Em seu íntimo, porém, Jonas se
dedicava a hábitos os quais propositalmente escondia e nunca falava sobre. Ao
menos 3 horas por dia se dedicava a navegar anonimamente na internet. Nesta
madrugada ficou vendo vídeos de pessoas sendo mutiladas, intercalando com vídeos
de animaizinhos. Quando cansou, foi debater política em fóruns anônimos. Este
sim era sua atividade predileta, talvez mais que tudo em sua vida, embora não
admitisse. Tal era seu interesse em debater anonimamente na internet, que as
vezes se olhava no espelho e se via como um intelectual ou político de grande
porte. Adquiriu o hábito de vestir algum adorno antes de debater e se debater
em seu teclado: uma gravata, um chapéu, um anel.. precisava vestir algo.

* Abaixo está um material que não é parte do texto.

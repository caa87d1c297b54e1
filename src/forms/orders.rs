use std::collections::HashSet;

use serde::{Deserialize, Serialize};
use thiserror::Error;
use validator::{Validate, ValidationErrors};

const MAX_ITEMS_PER_ORDER: u64 = 200;

pub type OrderFormResult<T> = Result<T, OrderFormError>;

#[derive(Debug, Error)]
pub enum OrderFormError {
    #[error("validation failed: {0}")]
    Validation(#[from] ValidationErrors),
    #[error("product {product_id} is listed more than once")]
    DuplicateProduct { product_id: i32 },
    #[error("customer and executor canteens must differ")]
    SameCanteen,
}

/// Quantity of a catalog product requested on an order.
#[derive(Debug, Clone, Copy, Serialize, Deserialize, Validate, PartialEq, Eq)]
pub struct OrderItemForm {
    #[validate(range(min = 1))]
    pub product_id: i32,
    #[validate(range(min = 1))]
    pub quantity: i32,
}

/// Payload of `POST /orders`. `customer_canteen_id` is only honored for admins.
#[derive(Debug, Deserialize, Validate)]
pub struct CreateOrderForm {
    pub customer_canteen_id: Option<i32>,
    pub executor_canteen_id: i32,
    #[validate(length(min = 1, max = MAX_ITEMS_PER_ORDER), nested)]
    pub items: Vec<OrderItemForm>,
}

/// Order lines checked for quantities and duplicates, not yet priced.
#[derive(Debug, Clone, PartialEq, Eq)]
pub struct OrderLines(Vec<OrderItemForm>);

impl OrderLines {
    pub fn product_ids(&self) -> Vec<i32> {
        self.0.iter().map(|line| line.product_id).collect()
    }

    pub fn iter(&self) -> impl Iterator<Item = &OrderItemForm> {
        self.0.iter()
    }
}

/// Validated order creation request.
#[derive(Debug, Clone, PartialEq, Eq)]
pub struct OrderDraft {
    pub customer_canteen_id: Option<i32>,
    pub executor_canteen_id: i32,
    pub lines: OrderLines,
}

impl CreateOrderForm {
    pub fn into_order_draft(self) -> OrderFormResult<OrderDraft> {
        self.validate()?;

        if self.customer_canteen_id == Some(self.executor_canteen_id) {
            return Err(OrderFormError::SameCanteen);
        }

        Ok(OrderDraft {
            customer_canteen_id: self.customer_canteen_id,
            executor_canteen_id: self.executor_canteen_id,
            lines: unique_lines(self.items)?,
        })
    }
}

/// Payload of `PUT /orders/{id}/items`: the full new list of lines.
#[derive(Debug, Deserialize, Validate)]
pub struct EditOrderItemsForm {
    #[validate(length(min = 1, max = MAX_ITEMS_PER_ORDER), nested)]
    pub items: Vec<OrderItemForm>,
}

impl EditOrderItemsForm {
    pub fn into_order_lines(self) -> OrderFormResult<OrderLines> {
        self.validate()?;
        unique_lines(self.items)
    }
}

/// Acceptance decision on one order line.
#[derive(Debug, Deserialize)]
pub struct DecideItemForm {
    pub accepted: bool,
}

#[derive(Debug, Deserialize, Validate)]
pub struct ChangeStatusForm {
    #[validate(range(min = 1))]
    pub status_id: i32,
}

fn unique_lines(items: Vec<OrderItemForm>) -> OrderFormResult<OrderLines> {
    let mut seen = HashSet::with_capacity(items.len());
    for item in &items {
        if !seen.insert(item.product_id) {
            return Err(OrderFormError::DuplicateProduct {
                product_id: item.product_id,
            });
        }
    }
    Ok(OrderLines(items))
}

Acreditava
verdadeiramente que era um sujeito acima da média de inteligência e gastava boa
parte de sua madrugada se referenciando em websites, vídeos do Youtube e citações
de origem duvidosas para refutar seus adversários em debates longos.

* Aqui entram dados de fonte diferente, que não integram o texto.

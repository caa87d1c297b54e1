//! Creates the first administrator so the service can be used at all.
//!
//! Reads `ADMIN_PHONE`, `ADMIN_PASSWORD`, `ADMIN_LAST_NAME` and
//! `ADMIN_FIRST_NAME` from the environment (or `.env`).

use std::env;
use std::process::ExitCode;

use dotenvy::dotenv;

use canteen_orders::config::ServerConfig;
use canteen_orders::db::{establish_connection_pool, run_migrations};
use canteen_orders::domain::auth::Role;
use canteen_orders::domain::employee::NewEmployee;
use canteen_orders::repository::{DieselRepository, EmployeeReader, EmployeeWriter};
use canteen_orders::services::auth::hash_password;

fn required(key: &str) -> Option<String> {
    let value = env::var(key).ok().filter(|value| !value.trim().is_empty());
    if value.is_none() {
        log::error!("{key} environment variable not set");
    }
    value
}

fn main() -> ExitCode {
    env_logger::init_from_env(env_logger::Env::default().default_filter_or("info"));
    dotenv().ok();

    let (Some(phone), Some(password), Some(last_name), Some(first_name)) = (
        required("ADMIN_PHONE"),
        required("ADMIN_PASSWORD"),
        required("ADMIN_LAST_NAME"),
        required("ADMIN_FIRST_NAME"),
    ) else {
        return ExitCode::FAILURE;
    };

    let config = ServerConfig::from_env();

    let pool = match establish_connection_pool(&config.database_url) {
        Ok(pool) => pool,
        Err(e) => {
            log::error!("Failed to establish database connection: {e}");
            return ExitCode::FAILURE;
        }
    };

    if let Err(e) = run_migrations(&pool) {
        log::error!("Failed to run migrations: {e}");
        return ExitCode::FAILURE;
    }

    let repo = DieselRepository::new(pool);

    let new_employee = NewEmployee::new(last_name.trim(), first_name.trim(), &phone, String::new())
        .with_role(Role::Admin);

    match repo.get_credentials_by_phone(&new_employee.phone) {
        Ok(Some(existing)) => {
            log::info!(
                "employee {} already uses phone {}, nothing to do",
                existing.employee.id,
                new_employee.phone
            );
            return ExitCode::SUCCESS;
        }
        Ok(None) => {}
        Err(e) => {
            log::error!("Failed to look up employee: {e}");
            return ExitCode::FAILURE;
        }
    }

    let password_hash = match hash_password(&password) {
        Ok(hash) => hash,
        Err(e) => {
            log::error!("{e}");
            return ExitCode::FAILURE;
        }
    };

    let new_employee = NewEmployee {
        password_hash,
        ..new_employee
    };

    match repo.create_employee(&new_employee) {
        Ok(employee) => {
            log::info!("administrator {} created", employee.id);
            ExitCode::SUCCESS
        }
        Err(e) => {
            log::error!("Failed to create administrator: {e}");
            ExitCode::FAILURE
        }
    }
}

Secretamente se regozijava a ponto de comemorar internamente (externamente,
quando sozinho) quando suas idéias recebiam algum "Curtir" ou eram
aceitas por algum outro participante da discussão. Orgulhava-se internamente
por nunca ter arredado o pé em nenhuma discussão virtual, coisa que o fazia se estender
por toda madrugada se fosse preciso, sacrificando seu sono em prol de sua
vitória - ele sempre era o vitorioso. Passou a se sentir poderoso e consentiu
consigo mesmo de que, para não estragar suas relações pessoais, não iria
debater pessoalmente com as pessoas, visto que seu vasto domínio cultural e
político, junto de sagacidade argumentativa, poderia estragar suas relações.

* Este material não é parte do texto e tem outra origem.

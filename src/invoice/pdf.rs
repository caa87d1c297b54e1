use printpdf::{IndirectFontRef, Mm, PdfDocument, PdfLayerReference};

use crate::invoice::{InvoiceDocument, InvoiceError};

const PAGE_WIDTH: f32 = 210.0;
const PAGE_HEIGHT: f32 = 297.0;
const MARGIN: f32 = 20.0;
const LINE_HEIGHT: f32 = 7.0;
const TITLE_SIZE: f32 = 16.0;
const BODY_SIZE: f32 = 10.0;

/// Column offsets from the left margin: position, name, quantity, unit, price, amount.
const COLUMNS: [f32; 6] = [0.0, 10.0, 95.0, 115.0, 130.0, 152.0];

/// Unicode TrueType face embedded in every invoice. The PDF base fonts only
/// cover Latin-1, which garbles Cyrillic product names and addresses.
const FONT: &[u8] = include_bytes!("../../assets/fonts/DejaVuSans.ttf");

/// Render an A4 invoice. Lines that do not fit continue on following pages.
pub fn render_pdf(document: &InvoiceDocument) -> Result<Vec<u8>, InvoiceError> {
    let (pdf, page, layer) = PdfDocument::new(
        document.number.as_str(),
        Mm(PAGE_WIDTH),
        Mm(PAGE_HEIGHT),
        "invoice",
    );
    let font = pdf
        .add_external_font(FONT)
        .map_err(|err| InvoiceError::Pdf(err.to_string()))?;

    let mut layer = pdf.get_page(page).get_layer(layer);
    let mut y = PAGE_HEIGHT - MARGIN;

    layer.use_text(
        format!("Invoice {}", document.number),
        TITLE_SIZE,
        Mm(MARGIN),
        Mm(y),
        &font,
    );
    y -= LINE_HEIGHT * 2.0;

    for line in [
        format!("Order: #{}", document.order_id),
        format!("Date: {}", document.issued_at.format("%Y-%m-%d %H:%M")),
        format!("Status: {}", document.status),
        format!("Supplier: {}", document.executor),
        format!("Customer: {}", document.customer),
    ] {
        layer.use_text(line, BODY_SIZE, Mm(MARGIN), Mm(y), &font);
        y -= LINE_HEIGHT;
    }
    y -= LINE_HEIGHT;

    write_header(&layer, y, &font);
    y -= LINE_HEIGHT;

    let mut page_number = 1;
    for line in &document.lines {
        if y < MARGIN + LINE_HEIGHT {
            page_number += 1;
            let (next_page, next_layer) = pdf.add_page(
                Mm(PAGE_WIDTH),
                Mm(PAGE_HEIGHT),
                format!("invoice page {page_number}"),
            );
            layer = pdf.get_page(next_page).get_layer(next_layer);
            y = PAGE_HEIGHT - MARGIN;
            write_header(&layer, y, &font);
            y -= LINE_HEIGHT;
        }

        let cells = [
            line.position.to_string(),
            truncate(&line.name, 48),
            line.quantity.to_string(),
            line.unit.clone(),
            line.price.clone(),
            line.total.clone(),
        ];
        write_row(&layer, y, &font, cells);
        y -= LINE_HEIGHT;
    }

    if y < MARGIN + LINE_HEIGHT {
        let (next_page, next_layer) =
            pdf.add_page(Mm(PAGE_WIDTH), Mm(PAGE_HEIGHT), "invoice total");
        layer = pdf.get_page(next_page).get_layer(next_layer);
        y = PAGE_HEIGHT - MARGIN;
    }
    layer.use_text(
        format!("Total: {}", document.total),
        BODY_SIZE + 2.0,
        Mm(MARGIN + COLUMNS[4]),
        Mm(y - LINE_HEIGHT / 2.0),
        &font,
    );

    pdf.save_to_bytes()
        .map_err(|err| InvoiceError::Pdf(err.to_string()))
}

fn write_header(layer: &PdfLayerReference, y: f32, font: &IndirectFontRef) {
    let titles = ["#", "Product", "Qty", "Unit", "Price", "Amount"].map(String::from);
    write_row(layer, y, font, titles);
}

fn write_row(layer: &PdfLayerReference, y: f32, font: &IndirectFontRef, cells: [String; 6]) {
    for (offset, text) in COLUMNS.iter().zip(cells) {
        layer.use_text(text, BODY_SIZE, Mm(MARGIN + offset), Mm(y), font);
    }
}

fn truncate(text: &str, max_chars: usize) -> String {
    if text.chars().count() <= max_chars {
        return text.to_string();
    }
    let mut shortened: String = text.chars().take(max_chars - 1).collect();
    shortened.push('~');
    shortened
}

No outro dia encontrou Tomás e
outros amigos no seu gabinete. Estava com as olheiras costumeiras. Foi inquirido
por um dos colegas sobre estas últimas, ao passo de que respondeu
"Trabalhei toda a madrugada". Discutiam sobre um novo governador e o
impacto que aquilo poderia ter em leis trabalhistas. Jonas se segurou
fortemente para não falar nada. Seus dedos começaram a mexer como se estivesse
teclando e quando perguntaram o que ele achava respondeu enquanto engolia seu
café, meio vacilante no tom de voz: "Não gosto de política".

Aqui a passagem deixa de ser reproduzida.